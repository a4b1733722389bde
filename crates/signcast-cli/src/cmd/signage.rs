use crate::output::{print_json, print_table};
use anyhow::Context;
use chrono::NaiveTime;
use clap::Subcommand;
use serde_json::json;
use signcast_core::schedule::{Schedule, Visibility, EVERY_DAY};
use signcast_core::signage::Transition;
use std::path::Path;

#[derive(Subcommand)]
pub enum SignageSubcommand {
    /// List all signages
    List,
    /// Show one signage's frame and scenes
    Show { signage_id: String },
    /// Create a signage with an empty scene list
    Create {
        signage_id: String,
        /// Frame template id
        #[arg(long)]
        frame: String,
        #[arg(long, default_value = "")]
        title: String,
        #[arg(long, default_value = "")]
        description: String,
    },
    /// Update title / description
    Update {
        signage_id: String,
        #[arg(long)]
        title: Option<String>,
        #[arg(long)]
        description: Option<String>,
    },
    /// Append a scene using the given scene template
    AddScene {
        signage_id: String,
        template_id: String,
    },
    /// Remove the scene at a position
    RemoveScene { signage_id: String, index: usize },
    /// Swap the scenes at two positions
    Rearrange {
        signage_id: String,
        a: usize,
        b: usize,
    },
    /// Set a scene's duration in seconds
    SetDuration {
        signage_id: String,
        index: usize,
        duration: i64,
    },
    /// Set a scene's transition (none | push | fade)
    SetTransition {
        signage_id: String,
        index: usize,
        transition: Transition,
    },
    /// Set a scene's visibility schedule
    SetSchedule {
        signage_id: String,
        index: usize,
        /// always_visible | always_hidden | visible_on_time | hidden_on_time
        #[arg(long, default_value = "always_visible")]
        visibility: String,
        /// Window start, HH:MM
        #[arg(long, default_value = "00:00")]
        from: String,
        /// Window end (exclusive), HH:MM
        #[arg(long, default_value = "00:00")]
        to: String,
        /// Day-of-week bitmask, bit 0 = Monday (127 = every day)
        #[arg(long, default_value_t = EVERY_DAY)]
        days: u8,
    },
    /// Replace a scene's template, resetting its data
    SetTemplate {
        signage_id: String,
        index: usize,
        template_id: String,
    },
    /// Set one field of a scene's data
    SetField {
        signage_id: String,
        index: usize,
        field: String,
        value: String,
    },
    /// Set one field of the frame's data
    SetFrameField {
        signage_id: String,
        field: String,
        value: String,
    },
    /// Rename a signage, rebinding its channels
    Rename { old_id: String, new_id: String },
    /// Delete a signage (refused while a channel is bound to it)
    Remove { signage_id: String },
}

fn parse_schedule(visibility: &str, from: &str, to: &str, days: u8) -> anyhow::Result<Schedule> {
    let visibility = match visibility {
        "always_visible" => Visibility::AlwaysVisible,
        "always_hidden" => Visibility::AlwaysHidden,
        "visible_on_time" => Visibility::VisibleOnTime,
        "hidden_on_time" => Visibility::HiddenOnTime,
        other => anyhow::bail!("unknown visibility '{other}'"),
    };
    let from = NaiveTime::parse_from_str(from, "%H:%M").context("bad --from, expected HH:MM")?;
    let to = NaiveTime::parse_from_str(to, "%H:%M").context("bad --to, expected HH:MM")?;
    Ok(Schedule::new(visibility, from, to, days))
}

pub fn run(root: &Path, subcmd: SignageSubcommand, json: bool) -> anyhow::Result<()> {
    let mut store = super::load_store(root)?;
    match subcmd {
        SignageSubcommand::List => {
            if json {
                let list: Vec<_> = store
                    .signages()
                    .signages()
                    .map(|s| json!({"id": s.id(), "title": s.title, "scenes": s.scenes().len()}))
                    .collect();
                print_json(&list)
            } else {
                let rows = store
                    .signages()
                    .signages()
                    .map(|s| {
                        vec![
                            s.id().to_string(),
                            s.title.clone(),
                            s.scenes().len().to_string(),
                        ]
                    })
                    .collect();
                print_table(&["ID", "TITLE", "SCENES"], rows);
                Ok(())
            }
        }
        SignageSubcommand::Show { signage_id } => {
            let signage = store.signages().get_signage(&signage_id)?;
            let scenes: Vec<_> = signage
                .scenes()
                .iter()
                .map(|scene| {
                    json!({
                        "template": scene.template_id(),
                        "duration": scene.duration(),
                        "transition": scene.transition().as_str(),
                        "visibility": scene.schedule().visibility.as_str(),
                    })
                })
                .collect();
            print_json(&json!({
                "id": signage.id(),
                "title": signage.title,
                "description": signage.description,
                "frame": signage.frame().template_id(),
                "scenes": scenes,
            }))
        }
        SignageSubcommand::Create {
            signage_id,
            frame,
            title,
            description,
        } => {
            store
                .create_signage(&signage_id, &title, &description, &frame)
                .with_context(|| format!("failed to create signage '{signage_id}'"))?;
            println!("created signage '{signage_id}'");
            Ok(())
        }
        SignageSubcommand::Update {
            signage_id,
            title,
            description,
        } => {
            if let Some(title) = title {
                store.set_signage_title(&signage_id, &title)?;
            }
            if let Some(description) = description {
                store.set_signage_description(&signage_id, &description)?;
            }
            println!("updated signage '{signage_id}'");
            Ok(())
        }
        SignageSubcommand::AddScene {
            signage_id,
            template_id,
        } => {
            store.add_scene(&signage_id, &template_id)?;
            println!("added scene '{template_id}' to '{signage_id}'");
            Ok(())
        }
        SignageSubcommand::RemoveScene { signage_id, index } => {
            store.remove_scene(&signage_id, index)?;
            println!("removed scene {index} from '{signage_id}'");
            Ok(())
        }
        SignageSubcommand::Rearrange { signage_id, a, b } => {
            store.rearrange_scene(&signage_id, a, b)?;
            println!("swapped scenes {a} and {b} in '{signage_id}'");
            Ok(())
        }
        SignageSubcommand::SetDuration {
            signage_id,
            index,
            duration,
        } => {
            store.set_scene_duration(&signage_id, index, duration)?;
            println!("scene {index} duration = {duration}s");
            Ok(())
        }
        SignageSubcommand::SetTransition {
            signage_id,
            index,
            transition,
        } => {
            store.set_scene_transition(&signage_id, index, transition)?;
            println!("scene {index} transition = {transition}");
            Ok(())
        }
        SignageSubcommand::SetSchedule {
            signage_id,
            index,
            visibility,
            from,
            to,
            days,
        } => {
            let schedule = parse_schedule(&visibility, &from, &to, days)?;
            store.set_scene_schedule(&signage_id, index, schedule)?;
            println!("scene {index} schedule updated");
            Ok(())
        }
        SignageSubcommand::SetTemplate {
            signage_id,
            index,
            template_id,
        } => {
            store.set_scene_template(&signage_id, index, &template_id)?;
            println!("scene {index} template = '{template_id}' (data reset)");
            Ok(())
        }
        SignageSubcommand::SetField {
            signage_id,
            index,
            field,
            value,
        } => {
            let parsed = super::parse_value(&value);
            store
                .set_scene_field(&signage_id, index, &field, parsed)
                .with_context(|| format!("failed to set scene {index} field '{field}'"))?;
            println!("set scene {index} field '{field}'");
            Ok(())
        }
        SignageSubcommand::SetFrameField {
            signage_id,
            field,
            value,
        } => {
            let parsed = super::parse_value(&value);
            store
                .set_frame_field(&signage_id, &field, parsed)
                .with_context(|| format!("failed to set frame field '{field}'"))?;
            println!("set frame field '{field}'");
            Ok(())
        }
        SignageSubcommand::Rename { old_id, new_id } => {
            store
                .rename_signage(&old_id, &new_id)
                .with_context(|| format!("failed to rename signage '{old_id}'"))?;
            println!("renamed signage '{old_id}' -> '{new_id}'");
            Ok(())
        }
        SignageSubcommand::Remove { signage_id } => {
            store
                .remove_signage(&signage_id)
                .with_context(|| format!("failed to remove signage '{signage_id}'"))?;
            println!("removed signage '{signage_id}'");
            Ok(())
        }
    }
}
//! Data point model

use serde::{Deserialize, Serialize};
use serde_json::{Map, Value};

use super::common::new_xid;

/// A single measured or computed value belonging to a data source.
///
/// The point locator is deliberately untyped: its shape depends entirely
/// on the owning source's module (`PL.VIRTUAL`, `PL.SNMP`, ...).
#[derive(Debug, Clone, Serialize, Deserialize)]
#[serde(rename_all = "camelCase")]
pub struct DataPoint {
    #[serde(skip_serializing_if = "Option::is_none")]
    pub id: Option<i64>,
    pub xid: String,
    pub name: String,
    pub enabled: bool,
    pub device_name: String,
    pub data_source_xid: String,
    pub point_locator: Value,
    #[serde(flatten)]
    pub extra: Map<String, Value>,
}

impl DataPoint {
    /// A new point on the given source with a fresh XID.
    pub fn on_source(data_source_xid: impl Into<String>, point_locator: Value) -> Self {
        let xid = new_xid();
        Self {
            id: None,
            name: format!("{xid} Name"),
            xid,
            enabled: false,
            device_name: String::new(),
            data_source_xid: data_source_xid.into(),
            point_locator,
            extra: Map::new(),
        }
    }

    pub fn with_name(mut self, name: impl Into<String>) -> Self {
        self.name = name.into();
        self
    }

    pub fn with_device_name(mut self, device_name: impl Into<String>) -> Self {
        self.device_name = device_name.into();
        self
    }

    pub fn enabled(mut self, enabled: bool) -> Self {
        self.enabled = enabled;
        self
    }
}
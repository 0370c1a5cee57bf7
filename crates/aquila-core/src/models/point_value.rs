//! Point value model

use serde::{Deserialize, Serialize};
use serde_json::Value;

/// Data type of a point value sample.
#[derive(Debug, Clone, Copy, PartialEq, Eq, Serialize, Deserialize)]
#[serde(rename_all = "SCREAMING_SNAKE_CASE")]
pub enum PointDataType {
    Binary,
    Multistate,
    Numeric,
    Alphanumeric,
    Image,
}

/// One timestamped sample for a data point, addressed by the point's XID.
///
/// Timestamps are epoch milliseconds, matching the server's wire format.
#[derive(Debug, Clone, PartialEq, Serialize, Deserialize)]
#[serde(rename_all = "camelCase")]
pub struct PointValue {
    pub xid: String,
    pub value: Value,
    pub timestamp: i64,
    #[serde(skip_serializing_if = "Option::is_none")]
    pub data_type: Option<PointDataType>,
    #[serde(skip_serializing_if = "Option::is_none")]
    pub annotation: Option<String>,
}

impl PointValue {
    pub fn numeric(xid: impl Into<String>, value: f64, timestamp: i64) -> Self {
        Self {
            xid: xid.into(),
            value: Value::from(value),
            timestamp,
            data_type: Some(PointDataType::Numeric),
            annotation: None,
        }
    }

    pub fn new(xid: impl Into<String>, value: Value, timestamp: i64) -> Self {
        Self {
            xid: xid.into(),
            value,
            timestamp,
            data_type: None,
            annotation: None,
        }
    }
}
//! Client configuration with YAML support

use std::collections::HashMap;
use std::path::Path;

use serde::{Deserialize, Serialize};
use url::Url;

/// Client configuration
///
/// Can be loaded from YAML or constructed programmatically via
/// [`ClientConfig::builder`].
#[derive(Debug, Clone, Serialize, Deserialize)]
pub struct ClientConfig {
    /// Server hostname (default: localhost)
    #[serde(default = "default_host")]
    pub host: String,

    /// Transport scheme (default: http)
    #[serde(default)]
    pub protocol: Protocol,

    /// Server port; defaults to 8080 for http and 8443 for https
    #[serde(default)]
    pub port: Option<u16>,

    /// Skip TLS certificate validation (https only)
    #[serde(default)]
    pub accept_invalid_certs: bool,

    /// Maintain a session cookie jar with an anti-forgery token
    /// (default: true)
    #[serde(default = "default_enable_cookies")]
    pub enable_cookies: bool,

    /// Headers applied to every request, below per-request overrides
    #[serde(default)]
    pub default_headers: HashMap<String, String>,

    /// Timeout settings
    #[serde(default)]
    pub timeouts: TimeoutsConfig,
}

fn default_host() -> String {
    "localhost".to_string()
}

fn default_enable_cookies() -> bool {
    true
}

/// Transport scheme
#[derive(Debug, Clone, Copy, PartialEq, Eq, Default, Serialize, Deserialize)]
#[serde(rename_all = "lowercase")]
pub enum Protocol {
    #[default]
    Http,
    Https,
}

impl Protocol {
    pub fn scheme(self) -> &'static str {
        match self {
            Protocol::Http => "http",
            Protocol::Https => "https",
        }
    }

    fn default_port(self) -> u16 {
        match self {
            Protocol::Http => 8080,
            Protocol::Https => 8443,
        }
    }
}

/// Timeout configuration
#[derive(Debug, Clone, Serialize, Deserialize)]
pub struct TimeoutsConfig {
    /// General request timeout in milliseconds (default: 30s)
    #[serde(default = "default_request_timeout")]
    pub request_ms: u64,

    /// Connect timeout in milliseconds (default: 10s)
    #[serde(default = "default_connect_timeout")]
    pub connect_ms: u64,
}

impl Default for TimeoutsConfig {
    fn default() -> Self {
        Self {
            request_ms: default_request_timeout(),
            connect_ms: default_connect_timeout(),
        }
    }
}

fn default_request_timeout() -> u64 {
    30_000
}

fn default_connect_timeout() -> u64 {
    10_000
}

impl Default for ClientConfig {
    fn default() -> Self {
        Self {
            host: default_host(),
            protocol: Protocol::default(),
            port: None,
            accept_invalid_certs: false,
            enable_cookies: default_enable_cookies(),
            default_headers: HashMap::new(),
            timeouts: TimeoutsConfig::default(),
        }
    }
}

impl ClientConfig {
    /// Load configuration from a YAML file
    pub fn from_yaml_file(path: impl AsRef<Path>) -> Result<Self, ConfigError> {
        let content = std::fs::read_to_string(path.as_ref())
            .map_err(|e| ConfigError::IoError(e.to_string()))?;
        Self::from_yaml(&content)
    }

    /// Parse configuration from a YAML string
    pub fn from_yaml(yaml: &str) -> Result<Self, ConfigError> {
        serde_yaml::from_str(yaml).map_err(|e| ConfigError::ParseError(e.to_string()))
    }

    /// Serialize configuration to YAML
    pub fn to_yaml(&self) -> Result<String, ConfigError> {
        serde_yaml::to_string(self).map_err(|e| ConfigError::SerializeError(e.to_string()))
    }

    /// Create a builder for programmatic configuration
    pub fn builder() -> ClientConfigBuilder {
        ClientConfigBuilder::new()
    }

    /// Effective port, falling back to the scheme default
    pub fn effective_port(&self) -> u16 {
        self.port.unwrap_or_else(|| self.protocol.default_port())
    }

    /// Base URL derived from scheme, host and port
    pub fn base_url(&self) -> Result<Url, url::ParseError> {
        Url::parse(&format!(
            "{}://{}:{}",
            self.protocol.scheme(),
            self.host,
            self.effective_port()
        ))
    }
}

/// Builder for [`ClientConfig`]
pub struct ClientConfigBuilder {
    config: ClientConfig,
}

impl ClientConfigBuilder {
    pub fn new() -> Self {
        Self {
            config: ClientConfig::default(),
        }
    }

    pub fn host(mut self, host: impl Into<String>) -> Self {
        self.config.host = host.into();
        self
    }

    pub fn protocol(mut self, protocol: Protocol) -> Self {
        self.config.protocol = protocol;
        self
    }

    pub fn https(self) -> Self {
        self.protocol(Protocol::Https)
    }

    pub fn port(mut self, port: u16) -> Self {
        self.config.port = Some(port);
        self
    }

    pub fn accept_invalid_certs(mut self, accept: bool) -> Self {
        self.config.accept_invalid_certs = accept;
        self
    }

    pub fn enable_cookies(mut self, enable: bool) -> Self {
        self.config.enable_cookies = enable;
        self
    }

    /// Add a header sent with every request
    pub fn default_header(mut self, name: impl Into<String>, value: impl Into<String>) -> Self {
        self.config.default_headers.insert(name.into(), value.into());
        self
    }

    pub fn request_timeout_ms(mut self, ms: u64) -> Self {
        self.config.timeouts.request_ms = ms;
        self
    }

    pub fn connect_timeout_ms(mut self, ms: u64) -> Self {
        self.config.timeouts.connect_ms = ms;
        self
    }

    pub fn build(self) -> ClientConfig {
        self.config
    }
}

impl Default for ClientConfigBuilder {
    fn default() -> Self {
        Self::new()
    }
}

/// Configuration errors
#[derive(Debug, thiserror::Error)]
pub enum ConfigError {
    #[error("IO error: {0}")]
    IoError(String),

    #[error("Parse error: {0}")]
    ParseError(String),

    #[error("Serialize error: {0}")]
    SerializeError(String),
}

#[cfg(test)]
mod tests {
    use super::*;
    use pretty_assertions::assert_eq;

    #[test]
    fn test_defaults() {
        let config = ClientConfig::default();
        assert_eq!(config.host, "localhost");
        assert_eq!(config.protocol, Protocol::Http);
        assert_eq!(config.effective_port(), 8080);
        assert!(config.enable_cookies);
        assert_eq!(config.timeouts.request_ms, 30_000);
        assert_eq!(
            config.base_url().unwrap().as_str(),
            "http://localhost:8080/"
        );
    }

    #[test]
    fn test_https_port_fallback() {
        let config = ClientConfig::builder().https().build();
        assert_eq!(config.effective_port(), 8443);
        assert_eq!(
            config.base_url().unwrap().as_str(),
            "https://localhost:8443/"
        );
    }

    #[test]
    fn test_yaml_parsing() {
        let yaml = r#"
host: aquila.example.com
protocol: https
port: 443
accept_invalid_certs: true

default_headers:
  X-Tenant: plant-7

timeouts:
  request_ms: 60000
"#;

        let config = ClientConfig::from_yaml(yaml).unwrap();
        assert_eq!(config.host, "aquila.example.com");
        assert_eq!(config.protocol, Protocol::Https);
        assert_eq!(config.effective_port(), 443);
        assert!(config.accept_invalid_certs);
        assert!(config.enable_cookies);
        assert_eq!(config.default_headers["X-Tenant"], "plant-7");
        assert_eq!(config.timeouts.request_ms, 60_000);
        assert_eq!(config.timeouts.connect_ms, 10_000);
    }

    #[test]
    fn test_builder() {
        let config = ClientConfig::builder()
            .host("127.0.0.1")
            .port(18080)
            .enable_cookies(false)
            .default_header("Authorization", "Bearer tok")
            .request_timeout_ms(5_000)
            .build();

        assert_eq!(config.host, "127.0.0.1");
        assert_eq!(config.effective_port(), 18080);
        assert!(!config.enable_cookies);
        assert_eq!(config.default_headers["Authorization"], "Bearer tok");
    }

    #[test]
    fn test_to_yaml() {
        let config = ClientConfig::builder().host("10.0.0.5").build();
        let yaml = config.to_yaml().unwrap();
        assert!(yaml.contains("10.0.0.5"));
        assert!(yaml.contains("protocol"));
    }
}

Work instructions -
Lines holding "ClientConfigBuilder" in the listing above: report how many there are, with the number alone.

Reply -
5